Count the lines of the data that have the word "vocab", then report the number without anything else.
════════
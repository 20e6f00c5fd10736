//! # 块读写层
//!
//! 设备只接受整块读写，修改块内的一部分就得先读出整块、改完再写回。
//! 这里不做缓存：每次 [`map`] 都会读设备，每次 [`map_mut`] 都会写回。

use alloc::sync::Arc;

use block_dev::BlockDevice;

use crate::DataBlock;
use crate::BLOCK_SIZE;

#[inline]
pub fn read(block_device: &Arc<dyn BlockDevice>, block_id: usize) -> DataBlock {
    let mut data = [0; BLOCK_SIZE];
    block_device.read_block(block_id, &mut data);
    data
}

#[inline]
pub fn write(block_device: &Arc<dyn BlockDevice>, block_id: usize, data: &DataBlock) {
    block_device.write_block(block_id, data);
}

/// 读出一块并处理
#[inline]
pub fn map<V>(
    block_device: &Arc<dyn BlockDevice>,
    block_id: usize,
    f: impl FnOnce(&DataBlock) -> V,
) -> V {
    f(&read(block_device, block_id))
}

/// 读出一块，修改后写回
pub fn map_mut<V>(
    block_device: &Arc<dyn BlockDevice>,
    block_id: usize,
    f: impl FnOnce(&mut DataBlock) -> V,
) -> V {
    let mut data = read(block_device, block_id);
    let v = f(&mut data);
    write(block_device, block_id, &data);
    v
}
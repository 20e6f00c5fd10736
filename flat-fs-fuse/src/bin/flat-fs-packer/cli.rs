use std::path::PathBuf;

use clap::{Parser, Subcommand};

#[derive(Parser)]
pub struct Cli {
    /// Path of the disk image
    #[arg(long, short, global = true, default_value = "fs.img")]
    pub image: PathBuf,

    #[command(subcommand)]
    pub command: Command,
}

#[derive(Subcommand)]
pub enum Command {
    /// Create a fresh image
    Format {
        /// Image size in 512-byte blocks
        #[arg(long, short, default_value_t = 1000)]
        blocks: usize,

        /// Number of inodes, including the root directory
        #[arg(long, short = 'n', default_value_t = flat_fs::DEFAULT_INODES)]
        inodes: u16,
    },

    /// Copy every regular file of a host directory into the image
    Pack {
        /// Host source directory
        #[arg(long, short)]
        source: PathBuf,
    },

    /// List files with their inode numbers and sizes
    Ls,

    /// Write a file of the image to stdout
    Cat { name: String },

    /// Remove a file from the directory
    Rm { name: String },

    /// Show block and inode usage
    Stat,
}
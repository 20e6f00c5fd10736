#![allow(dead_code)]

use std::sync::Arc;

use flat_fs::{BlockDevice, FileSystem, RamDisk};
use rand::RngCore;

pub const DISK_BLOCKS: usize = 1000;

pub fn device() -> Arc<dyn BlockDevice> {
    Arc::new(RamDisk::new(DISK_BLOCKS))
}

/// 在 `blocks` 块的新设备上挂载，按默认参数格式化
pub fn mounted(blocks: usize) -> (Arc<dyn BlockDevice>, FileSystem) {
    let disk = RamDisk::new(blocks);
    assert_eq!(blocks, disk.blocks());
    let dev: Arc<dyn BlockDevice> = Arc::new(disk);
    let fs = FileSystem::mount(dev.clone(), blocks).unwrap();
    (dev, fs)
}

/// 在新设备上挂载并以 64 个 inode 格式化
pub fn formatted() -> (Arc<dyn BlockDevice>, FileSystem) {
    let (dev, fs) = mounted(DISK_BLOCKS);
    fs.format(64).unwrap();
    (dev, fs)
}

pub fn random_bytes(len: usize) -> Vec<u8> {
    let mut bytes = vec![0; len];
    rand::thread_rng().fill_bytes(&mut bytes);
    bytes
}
════════
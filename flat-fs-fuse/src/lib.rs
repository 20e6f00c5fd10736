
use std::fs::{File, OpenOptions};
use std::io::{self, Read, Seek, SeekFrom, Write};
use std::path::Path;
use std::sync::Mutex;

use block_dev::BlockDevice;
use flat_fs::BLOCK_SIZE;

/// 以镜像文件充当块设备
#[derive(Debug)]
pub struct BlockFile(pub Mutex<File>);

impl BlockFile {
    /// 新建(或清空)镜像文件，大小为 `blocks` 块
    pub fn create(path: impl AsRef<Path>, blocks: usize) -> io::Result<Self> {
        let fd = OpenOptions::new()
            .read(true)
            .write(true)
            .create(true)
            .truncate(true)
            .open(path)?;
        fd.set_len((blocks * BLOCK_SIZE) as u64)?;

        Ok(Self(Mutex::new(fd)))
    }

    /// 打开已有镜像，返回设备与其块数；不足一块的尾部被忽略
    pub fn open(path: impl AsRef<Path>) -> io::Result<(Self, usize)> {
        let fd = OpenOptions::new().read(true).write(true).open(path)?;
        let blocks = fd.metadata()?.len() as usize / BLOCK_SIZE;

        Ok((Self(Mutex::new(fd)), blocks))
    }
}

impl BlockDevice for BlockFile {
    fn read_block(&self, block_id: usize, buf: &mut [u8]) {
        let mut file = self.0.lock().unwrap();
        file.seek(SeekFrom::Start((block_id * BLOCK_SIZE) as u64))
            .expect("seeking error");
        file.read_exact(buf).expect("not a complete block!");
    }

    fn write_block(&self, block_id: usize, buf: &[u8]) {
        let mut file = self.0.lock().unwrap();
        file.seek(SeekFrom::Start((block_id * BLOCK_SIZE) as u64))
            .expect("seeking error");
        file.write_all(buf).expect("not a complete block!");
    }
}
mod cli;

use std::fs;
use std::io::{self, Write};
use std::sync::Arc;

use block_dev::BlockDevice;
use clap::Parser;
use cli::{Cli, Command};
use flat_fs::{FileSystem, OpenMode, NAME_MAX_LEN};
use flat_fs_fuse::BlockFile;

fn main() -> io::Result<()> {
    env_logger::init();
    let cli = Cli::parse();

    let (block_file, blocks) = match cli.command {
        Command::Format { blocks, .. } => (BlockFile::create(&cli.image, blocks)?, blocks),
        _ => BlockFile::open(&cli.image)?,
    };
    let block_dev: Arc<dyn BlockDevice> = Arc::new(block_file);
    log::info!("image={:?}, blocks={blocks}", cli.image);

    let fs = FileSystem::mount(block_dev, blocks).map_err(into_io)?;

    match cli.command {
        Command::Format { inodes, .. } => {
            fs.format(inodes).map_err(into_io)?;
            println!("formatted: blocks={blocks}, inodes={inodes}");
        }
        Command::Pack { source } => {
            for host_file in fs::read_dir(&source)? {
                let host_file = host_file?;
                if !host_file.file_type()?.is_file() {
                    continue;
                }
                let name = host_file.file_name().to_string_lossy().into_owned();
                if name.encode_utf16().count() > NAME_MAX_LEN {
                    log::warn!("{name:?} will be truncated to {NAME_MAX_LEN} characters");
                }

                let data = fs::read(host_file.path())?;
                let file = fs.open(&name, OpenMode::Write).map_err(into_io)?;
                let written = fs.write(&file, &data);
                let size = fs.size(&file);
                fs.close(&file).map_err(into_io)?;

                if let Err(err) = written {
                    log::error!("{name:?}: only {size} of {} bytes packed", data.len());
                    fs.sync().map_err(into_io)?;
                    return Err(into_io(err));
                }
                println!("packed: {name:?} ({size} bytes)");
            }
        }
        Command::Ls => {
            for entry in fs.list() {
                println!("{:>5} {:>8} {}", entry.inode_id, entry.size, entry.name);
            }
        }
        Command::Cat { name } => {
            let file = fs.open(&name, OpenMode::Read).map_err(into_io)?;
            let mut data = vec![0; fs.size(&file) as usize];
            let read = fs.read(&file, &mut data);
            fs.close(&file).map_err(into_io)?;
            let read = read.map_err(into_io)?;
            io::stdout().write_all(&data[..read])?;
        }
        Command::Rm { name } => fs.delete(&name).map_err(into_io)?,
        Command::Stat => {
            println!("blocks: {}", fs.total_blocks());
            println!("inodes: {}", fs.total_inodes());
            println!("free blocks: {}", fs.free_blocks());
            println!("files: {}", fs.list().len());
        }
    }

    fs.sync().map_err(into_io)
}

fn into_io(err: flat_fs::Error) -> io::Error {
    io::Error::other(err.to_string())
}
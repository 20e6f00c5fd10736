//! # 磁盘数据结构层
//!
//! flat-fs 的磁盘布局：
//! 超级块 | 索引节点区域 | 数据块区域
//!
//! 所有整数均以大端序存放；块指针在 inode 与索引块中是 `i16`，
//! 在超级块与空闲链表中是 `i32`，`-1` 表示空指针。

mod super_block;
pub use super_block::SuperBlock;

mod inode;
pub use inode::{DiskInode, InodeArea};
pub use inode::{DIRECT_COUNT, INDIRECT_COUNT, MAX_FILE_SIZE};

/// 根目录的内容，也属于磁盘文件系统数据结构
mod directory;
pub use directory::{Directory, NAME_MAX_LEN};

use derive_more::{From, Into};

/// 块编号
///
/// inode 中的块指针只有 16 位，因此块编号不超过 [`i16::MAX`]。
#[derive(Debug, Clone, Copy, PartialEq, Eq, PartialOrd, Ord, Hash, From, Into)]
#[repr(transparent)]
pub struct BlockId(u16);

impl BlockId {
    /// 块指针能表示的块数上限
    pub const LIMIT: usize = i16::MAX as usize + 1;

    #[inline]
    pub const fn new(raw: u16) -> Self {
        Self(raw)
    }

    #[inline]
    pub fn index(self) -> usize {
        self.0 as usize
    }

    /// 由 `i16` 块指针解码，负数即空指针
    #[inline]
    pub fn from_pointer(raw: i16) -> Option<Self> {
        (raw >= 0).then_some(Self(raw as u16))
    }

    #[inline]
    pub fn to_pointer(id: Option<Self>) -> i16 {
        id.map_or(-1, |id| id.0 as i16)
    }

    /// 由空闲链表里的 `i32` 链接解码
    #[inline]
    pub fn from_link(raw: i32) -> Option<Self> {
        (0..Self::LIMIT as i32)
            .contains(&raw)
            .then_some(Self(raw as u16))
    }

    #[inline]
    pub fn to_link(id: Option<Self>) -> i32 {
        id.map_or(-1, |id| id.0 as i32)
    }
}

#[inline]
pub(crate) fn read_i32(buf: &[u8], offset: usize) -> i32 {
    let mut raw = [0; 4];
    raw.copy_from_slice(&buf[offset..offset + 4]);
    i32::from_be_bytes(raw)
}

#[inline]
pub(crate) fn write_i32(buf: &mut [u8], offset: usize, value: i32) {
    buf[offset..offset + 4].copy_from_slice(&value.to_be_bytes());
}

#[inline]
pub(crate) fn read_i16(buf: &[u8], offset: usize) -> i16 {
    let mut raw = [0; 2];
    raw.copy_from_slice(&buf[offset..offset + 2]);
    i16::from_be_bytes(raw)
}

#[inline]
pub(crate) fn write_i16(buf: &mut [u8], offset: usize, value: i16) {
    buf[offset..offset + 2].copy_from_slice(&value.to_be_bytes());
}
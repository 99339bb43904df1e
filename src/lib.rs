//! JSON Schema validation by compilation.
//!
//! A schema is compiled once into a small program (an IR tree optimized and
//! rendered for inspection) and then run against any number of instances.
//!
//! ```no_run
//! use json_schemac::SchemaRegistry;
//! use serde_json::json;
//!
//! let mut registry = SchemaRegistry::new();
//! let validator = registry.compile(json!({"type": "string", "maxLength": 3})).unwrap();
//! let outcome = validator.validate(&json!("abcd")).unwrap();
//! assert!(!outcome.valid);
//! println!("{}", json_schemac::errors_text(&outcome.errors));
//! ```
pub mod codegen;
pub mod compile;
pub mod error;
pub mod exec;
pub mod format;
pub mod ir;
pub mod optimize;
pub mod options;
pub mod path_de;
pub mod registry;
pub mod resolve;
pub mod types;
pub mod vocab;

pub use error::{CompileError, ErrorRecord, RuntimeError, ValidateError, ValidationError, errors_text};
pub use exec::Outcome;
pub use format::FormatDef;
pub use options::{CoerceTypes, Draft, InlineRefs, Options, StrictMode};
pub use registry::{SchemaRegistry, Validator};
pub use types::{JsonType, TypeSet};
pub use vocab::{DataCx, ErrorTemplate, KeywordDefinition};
════════
> Response area
2